Despite loud cries from some corners of the institutional investor world for the New York Stock Exchange to scrap its centuries-old specialist system, many institutions prefer a go-slow approach to any reform of the exchange's trading operation.
"I'm not in a hurry to see the New York Stock Exchange go away despite the fact that we all see problems in the system," said Gregory J. Rogers, a principal at Aronson + Johnson + Ortiz, Philadelphia. "I'd be hard-pressed to say all trading should be electronic."
Mr. Rogers said his firm, which manages about $7 billion, uses both on- and off-exchange trading platforms.
The issue of whether the NYSE should do away with its specialist system has been festering since the exchange announced earlier this year that its regulators were investigating five of the seven specialist firms for trading improprieties. Calls for reform grew this month, when exchange officials said they planned to bring disciplinary action against the five firms for trading ahead of customer orders and trading for the firm's account before trading for customers.
But whatever the outcome of the NYSE investigations, which are being closely watched and helped along by the Securities and Exchange Commission, some institutional investors are hoping to make sure the exchange's system is not taking advantage of them.
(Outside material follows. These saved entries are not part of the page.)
use chrono::NaiveDateTime;
use serde::Serialize;
use tracing::{debug, instrument};

use crate::devices::Battery;
use crate::dispatch::{LIMIT_TOLERANCE_KW, max_value};
use crate::sim::advisory::Advisory;

/// One step of a limit-holding run (peak shaving or curtailment avoidance).
#[derive(Debug, Clone, Copy, PartialEq, Serialize)]
pub struct LimitRow {
    pub datetime: NaiveDateTime,
    /// Input value before the battery acted (load or production).
    pub original_kw: f64,
    /// Battery power, positive while charging.
    pub battery_kw: f64,
    /// Value seen at the connection point after the battery acted.
    pub new_kw: f64,
    /// SOC before the step.
    pub soc: f64,
}

/// Result of a peak shaving or curtailment avoidance run.
#[derive(Debug, Clone, Default, Serialize)]
pub struct LimitOutcome {
    pub rows: Vec<LimitRow>,
    pub limit_kw: f64,
    pub advisories: Vec<Advisory>,
}

impl LimitOutcome {
    /// `false` when the post-hoc check found the resulting curve above the limit.
    pub fn objective_met(&self) -> bool {
        !self
            .advisories
            .iter()
            .any(|a| matches!(a, Advisory::ObjectiveNotMet { .. }))
    }

    /// Highest input value, 0 for an empty run.
    pub fn original_peak_kw(&self) -> f64 {
        self.rows.iter().map(|r| r.original_kw).fold(0.0, f64::max)
    }

    /// Highest resulting value, 0 for an empty run.
    pub fn new_peak_kw(&self) -> f64 {
        self.rows.iter().map(|r| r.new_kw).fold(0.0, f64::max)
    }

    pub fn new_curve(&self) -> Vec<f64> {
        self.rows.iter().map(|r| r.new_kw).collect()
    }
}

/// Discharges whenever the load is above `peak_limit_kw` and recharges with
/// the headroom below it.
///
/// The resulting load is `load + battery_power`. If the battery is too small
/// the limit is not held; that is reported as an
/// [`Advisory::ObjectiveNotMet`] in the outcome, never as an error.
#[instrument(skip(battery, loadcurve), fields(steps = loadcurve.len()))]
pub fn peak_shaving(battery: &mut Battery, loadcurve: &[f64], peak_limit_kw: f64) -> LimitOutcome {
    let rows = shave(battery, loadcurve, peak_limit_kw);
    finish(battery, rows, peak_limit_kw)
}

/// Peak shaving without the post-hoc check.
pub(crate) fn shave(battery: &mut Battery, loadcurve: &[f64], peak_limit_kw: f64) -> Vec<LimitRow> {
    loadcurve
        .iter()
        .map(|&load| {
            let record = if load > peak_limit_kw {
                battery.discharge_with_power(load - peak_limit_kw, false)
            } else {
                battery.charge_with_power(peak_limit_kw - load, false)
            };
            LimitRow {
                datetime: record.datetime,
                original_kw: load,
                battery_kw: record.power_kw,
                new_kw: load + record.power_kw,
                soc: record.soc,
            }
        })
        .collect()
}

/// Runs the post-hoc limit check and drains the battery's advisories.
pub(crate) fn finish(battery: &mut Battery, rows: Vec<LimitRow>, limit_kw: f64) -> LimitOutcome {
    let new_kw: Vec<f64> = rows.iter().map(|r| r.new_kw).collect();
    if let Some(peak_kw) = max_value(&new_kw).filter(|&p| p > limit_kw + LIMIT_TOLERANCE_KW) {
        battery.push_advisory(Advisory::ObjectiveNotMet { limit_kw, peak_kw });
    }

    let outcome = LimitOutcome {
        rows,
        limit_kw,
        advisories: battery.take_advisories(),
    };
    debug!(
        limit_kw,
        new_peak_kw = outcome.new_peak_kw(),
        objective_met = outcome.objective_met(),
        "limit run finished"
    );
    outcome
}
//! TOML-based scenario configuration and preset definitions.

use std::fmt;
use std::fs;
use std::path::{Path, PathBuf};

use chrono::{NaiveDateTime, TimeDelta};
use serde::Deserialize;
use thiserror::Error;

use crate::devices::{Battery, Rating};
use crate::error::Result;
use crate::io::import::read_series;
use crate::profiles::{BaseLoad, PriceCurve, Profile, SolarPv};
use crate::sim::types::SimConfig;

/// Seed offsets keep the synthetic series uncorrelated under one master seed.
const SOLAR_SEED_OFFSET: u64 = 1;
const PRICE_SEED_OFFSET: u64 = 2;

/// Accepted layouts of `simulation.start`.
const START_FORMATS: &[&str] = &["%Y-%m-%dT%H:%M:%S", "%Y-%m-%d %H:%M:%S", "%Y-%m-%dT%H:%M"];

/// Top-level scenario configuration parsed from TOML.
///
/// All fields have defaults matching the arbitrage preset. Load from TOML
/// with [`ScenarioConfig::from_toml_file`] or use one of the presets.
#[derive(Debug, Clone, Default, Deserialize)]
#[serde(deny_unknown_fields)]
pub struct ScenarioConfig {
    /// Time axis.
    #[serde(default)]
    pub simulation: SimulationConfig,
    /// Battery rating and initial state.
    #[serde(default)]
    pub battery: BatteryConfig,
    /// Strategy to run and its parameters.
    #[serde(default)]
    pub application: ApplicationConfig,
    /// Input series read from CSV files.
    #[serde(default)]
    pub inputs: InputsConfig,
    /// Synthetic series used where no input file is given.
    #[serde(default)]
    pub profiles: ProfilesConfig,
}

/// Time axis of the run.
#[derive(Debug, Clone, Deserialize)]
#[serde(default, deny_unknown_fields)]
pub struct SimulationConfig {
    /// Step length in minutes (must be > 0).
    pub step_minutes: u32,
    /// Timestamp of the first record, e.g. `"2021-01-01T00:00:00"`.
    pub start: String,
    /// Length of the synthetic series (must be > 0).
    pub steps: usize,
}

impl Default for SimulationConfig {
    fn default() -> Self {
        Self {
            step_minutes: 60,
            start: "2021-01-01T00:00:00".to_string(),
            steps: 48,
        }
    }
}

/// Battery rating and initial state.
#[derive(Debug, Clone, Deserialize)]
#[serde(default, deny_unknown_fields)]
pub struct BatteryConfig {
    /// Rated power (kW).
    pub power_kw: f64,
    /// Net capacity (kWh).
    pub capacity_kwh: f64,
    /// Round-trip efficiency (0.0–1.0).
    pub round_trip_efficiency: f64,
    /// Initial state of charge (0.0–1.0).
    pub initial_soc: f64,
}

impl Default for BatteryConfig {
    fn default() -> Self {
        Self {
            power_kw: 1000.0,
            capacity_kwh: 1000.0,
            round_trip_efficiency: 0.92,
            initial_soc: 0.5,
        }
    }
}

/// Dispatch strategy of a scenario.
#[derive(Debug, Clone, Copy, Default, PartialEq, Eq, Deserialize)]
#[serde(rename_all = "snake_case")]
pub enum ApplicationKind {
    #[default]
    Arbitrage,
    PeakShaving,
    CurtailmentAvoidance,
    LoadFollowing,
}

impl fmt::Display for ApplicationKind {
    fn fmt(&self, f: &mut fmt::Formatter<'_>) -> fmt::Result {
        f.write_str(match self {
            Self::Arbitrage => "arbitrage",
            Self::PeakShaving => "peak_shaving",
            Self::CurtailmentAvoidance => "curtailment_avoidance",
            Self::LoadFollowing => "load_following",
        })
    }
}

impl ApplicationKind {
    /// Whether the strategy can be sized.
    pub fn is_sizable(self) -> bool {
        matches!(self, Self::PeakShaving | Self::LoadFollowing)
    }
}

/// Strategy parameters.
#[derive(Debug, Clone, Deserialize)]
#[serde(default, deny_unknown_fields)]
pub struct ApplicationConfig {
    pub kind: ApplicationKind,
    /// Highest price to buy at (€/MWh).
    pub buy_price: f64,
    /// Lowest price to sell at (€/MWh).
    pub sell_price: f64,
    /// Limit for peak shaving and curtailment avoidance (kW).
    pub peak_limit_kw: f64,
}

impl Default for ApplicationConfig {
    fn default() -> Self {
        Self {
            kind: ApplicationKind::Arbitrage,
            buy_price: 35.0,
            sell_price: 65.0,
            peak_limit_kw: 1000.0,
        }
    }
}

/// Optional CSV inputs. See [`read_series`] for the accepted layout.
#[derive(Debug, Clone, Default, Deserialize)]
#[serde(default, deny_unknown_fields)]
pub struct InputsConfig {
    /// Prices (€/MWh).
    pub prices: Option<PathBuf>,
    /// Site load (kW).
    pub load: Option<PathBuf>,
    /// Local production (kW).
    pub production: Option<PathBuf>,
}

/// Synthetic series parameters.
#[derive(Debug, Clone, Deserialize)]
#[serde(default, deny_unknown_fields)]
pub struct ProfilesConfig {
    /// Master random seed.
    pub seed: u64,
    pub load: LoadProfileConfig,
    pub solar: SolarProfileConfig,
    pub price: PriceProfileConfig,
}

impl Default for ProfilesConfig {
    fn default() -> Self {
        Self {
            seed: 42,
            load: LoadProfileConfig::default(),
            solar: SolarProfileConfig::default(),
            price: PriceProfileConfig::default(),
        }
    }
}

/// Site load profile.
#[derive(Debug, Clone, Deserialize)]
#[serde(default, deny_unknown_fields)]
pub struct LoadProfileConfig {
    /// Baseline consumption (kW).
    pub base_kw: f64,
    /// Sinusoidal amplitude (kW).
    pub amp_kw: f64,
    /// Phase offset (radians).
    pub phase_rad: f64,
    /// Gaussian noise standard deviation (kW).
    pub noise_std: f64,
}

impl Default for LoadProfileConfig {
    fn default() -> Self {
        Self {
            base_kw: 800.0,
            amp_kw: 300.0,
            phase_rad: 1.2,
            noise_std: 40.0,
        }
    }
}
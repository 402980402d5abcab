use serde::Serialize;

/// Nameplate rating of a battery.
///
/// Sizing swaps one rating for another between its probe and final runs,
/// see [`crate::devices::Battery::replace_rating`].
#[derive(Debug, Clone, Copy, PartialEq, Serialize)]
pub struct Rating {
    /// Maximum instantaneous charge/discharge power in kW.
    pub power_kw: f64,
    /// Usable energy capacity in kWh, before efficiency losses.
    pub capacity_kwh: f64,
}

impl Default for Rating {
    fn default() -> Self {
        Self {
            power_kw: 1000.0,
            capacity_kwh: 1000.0,
        }
    }
}

impl Rating {
    pub fn new(power_kw: f64, capacity_kwh: f64) -> Self {
        Self {
            power_kw,
            capacity_kwh,
        }
    }

    /// Energy-to-power ratio in hours.
    pub fn duration_hours(&self) -> f64 {
        if self.power_kw > 0.0 {
            self.capacity_kwh / self.power_kw
        } else {
            f64::INFINITY
        }
    }
}
use chrono::{NaiveDateTime, TimeDelta};

/// A simulation clock that hands out one timestamp per recorded step.
///
/// The first tick yields the start timestamp; every following tick yields
/// the previous timestamp plus one step.
///
/// # Examples
///
/// ```
/// use bess_sim::sim::clock::Clock;
/// use bess_sim::sim::types::default_start;
/// use chrono::TimeDelta;
///
/// let mut clock = Clock::new(default_start(), TimeDelta::minutes(15));
/// let first = clock.tick();
/// let second = clock.tick();
/// assert_eq!(second - first, TimeDelta::minutes(15));
/// ```
#[derive(Debug, Clone)]
pub struct Clock {
    /// Timestamp of the first tick.
    start: NaiveDateTime,
    /// Distance between two ticks.
    step: TimeDelta,
    /// Number of ticks handed out so far.
    ticks: usize,
}

impl Clock {
    /// Creates a clock anchored at `start`.
    pub fn new(start: NaiveDateTime, step: TimeDelta) -> Self {
        Self {
            start,
            step,
            ticks: 0,
        }
    }

    /// Returns the timestamp of the next step and advances the clock.
    pub fn tick(&mut self) -> NaiveDateTime {
        let at = self.peek();
        self.ticks += 1;
        at
    }

    /// Returns the timestamp the next tick will yield.
    ///
    /// Saturates at [`NaiveDateTime::MAX`] once the time axis runs past the
    /// last representable timestamp.
    pub fn peek(&self) -> NaiveDateTime {
        i32::try_from(self.ticks)
            .ok()
            .and_then(|n| self.step.checked_mul(n))
            .and_then(|offset| self.start.checked_add_signed(offset))
            .unwrap_or(NaiveDateTime::MAX)
    }

    /// Rewinds the clock to its start timestamp.
    pub fn reset(&mut self) {
        self.ticks = 0;
    }
}
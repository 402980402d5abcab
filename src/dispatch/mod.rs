//! Dispatch strategies driving a [`Battery`](crate::devices::Battery) over an input series.
//!
//! Every strategy takes the battery as `&mut Battery`, drives the engine
//! exactly once per input value and returns a typed outcome holding the
//! result rows and the advisories raised during the run.

pub mod arbitrage;
pub mod curtailment;
pub mod load_following;
pub mod peak_shaving;

pub use arbitrage::{ArbitrageOutcome, Transaction, TransactionKind, arbitrage};
pub use curtailment::curtailment_avoidance;
pub use load_following::{
    EquivalentCurve, LoadFollowingOutcome, LoadFollowingRow, equivalent_peak_shaving_curve,
    load_following,
};
pub use peak_shaving::{LimitOutcome, LimitRow, peak_shaving};

/// Slack allowed when comparing a resulting curve against its limit.
pub const LIMIT_TOLERANCE_KW: f64 = 1e-6;

/// Largest value of a series, `None` when it is empty.
pub(crate) fn max_value(values: &[f64]) -> Option<f64> {
    values.iter().copied().reduce(f64::max)
}

/// Smallest value of a series, `None` when it is empty.
pub(crate) fn min_value(values: &[f64]) -> Option<f64> {
    values.iter().copied().reduce(f64::min)
}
"To the extent someone can make a case for a better mousetrap, it should be entertained," said Gary W. Findlay, executive director of the $5 billion Missouri State Employees' Retirement System, Jefferson City. "The specialist system is very ingrained, but in some cases you have to question its value."
He said he would like to see the exchange at least offer both types of trading — through the specialists or electronically.